NatGeo Kids is ‘Weird But True’ in Alaska

Got curiosity? Join us at NatGeo Kids Weird But True - Alaska on the AKontheGO Kids Corner. Erin Kirkland/AKontheGO

Got curiosity? Join us at NatGeo Kids Weird But True – Alaska on the AKontheGO Kids Corner. Erin Kirkland/AKontheGO

As soon as I could read, my mother bought a subscription to a little magazine called “World.” Designed to create a more kid-friendly approach to issues facing a 1970’s planet, World filled my head with images, people, and ideas that I’d like to think shaped my teen and adult years. Today’s World is now National Geographic Kids (age 6 and up) and National Geographic Little Kids (for the younger explorer age 3-6), but the same commitment to science, nature, people, and events means “NatGeo kids” around the world can become stewards of this place we all call home.

Technology’s expansion into the collective consciousness of today’s children also means there are more ways to learn, and one is through a new program titled Weird But True, airing in the Lower 48 states on Fox network stations. Alaska youngsters don’t have the opportunity to watch hosts Charlie and Kirby Engleman experience and experiment with all the amazing things that make our world turn, but AKontheGO and a team of Alaska-based destinations and people have jumped on board to help.

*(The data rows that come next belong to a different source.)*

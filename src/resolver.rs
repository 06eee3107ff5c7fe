//! Video ID extraction from the YouTube URL shapes people actually paste.

use once_cell::sync::Lazy;
use regex::Regex;

static YOUTU_BE: Lazy<Regex> = Lazy::new(|| Regex::new(r"youtu\.be/([A-Za-z0-9_-]{6,})").unwrap());
static WATCH_V: Lazy<Regex> = Lazy::new(|| Regex::new(r"[?&]v=([A-Za-z0-9_-]{6,})").unwrap());
static SHORTS: Lazy<Regex> = Lazy::new(|| Regex::new(r"shorts/([A-Za-z0-9_-]{6,})").unwrap());
// Last resort: anything shaped like a standard 11-char video ID.
static BARE_ID: Lazy<Regex> = Lazy::new(|| Regex::new(r"([A-Za-z0-9_-]{11})").unwrap());

/// Extract a video identifier from a raw URL string.
///
/// Tries the known URL shapes in order: `youtu.be/<id>`, `?v=<id>` / `&v=<id>`,
/// `shorts/<id>`, then falls back to any bare 11-character ID-shaped token.
/// Returns `None` when nothing matches; callers decide whether that is fatal.
pub fn extract_video_id(raw_url: &str) -> Option<String> {
    let raw_url = raw_url.trim();
    if raw_url.is_empty() {
        return None;
    }

    for re in [&*YOUTU_BE, &*WATCH_V, &*SHORTS] {
        if let Some(caps) = re.captures(raw_url) {
            return Some(caps[1].to_string());
        }
    }

    // Only fall back to a bare token for strings that look YouTube-ish at
    // all, otherwise arbitrary 11-char words in random URLs would match.
    if raw_url.contains("youtube.com") || raw_url.contains("youtu.be") || !raw_url.contains('/') {
        if let Some(caps) = BARE_ID.captures(raw_url) {
            return Some(caps[1].to_string());
        }
    }

    None
}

Introducing “Weird But True – Alaska,” found only at the AKontheGO.com Kids Corner. While we can’t show an entire episode of the series (airing Saturdays, by the way, in case you live or visit somewhere with the program), we can bring AKontheGO readers a dose of NatGeo Kids with a decidedly Alaska twist.

Tutka Bay Lodge naturalist Karyn Traphagen explains about foraging skills. Erin Kirkland/AKontheGO

Tutka Bay Lodge naturalist Karyn Traphagen explains about foraging skills. Erin Kirkland/AKontheGO

Who’s in on this so far?

Tutka Bay Lodge near Homer, Alaska. Recognized as a National Geographic Lodge of Distinction, Tutka Bay is dedicated to the wild, natural elements of Alaska that are indeed sometimes very weird. Like this mushroom with a stem that turns BLUE when exposed to air, acting sort of like nature’s “warning system” to tell us not to eat this one!<—-check out the YouTube video HERE. Naturalist Karyn Traphagen is not just a cool guide at Tutka Bay; she’s also a scientist in her own right with a desire to help kids be the most curious explorers they can. She even has her own blog called, what else? Stay Curious. Watch for amazing facts about the 49th state as WBT AK grows.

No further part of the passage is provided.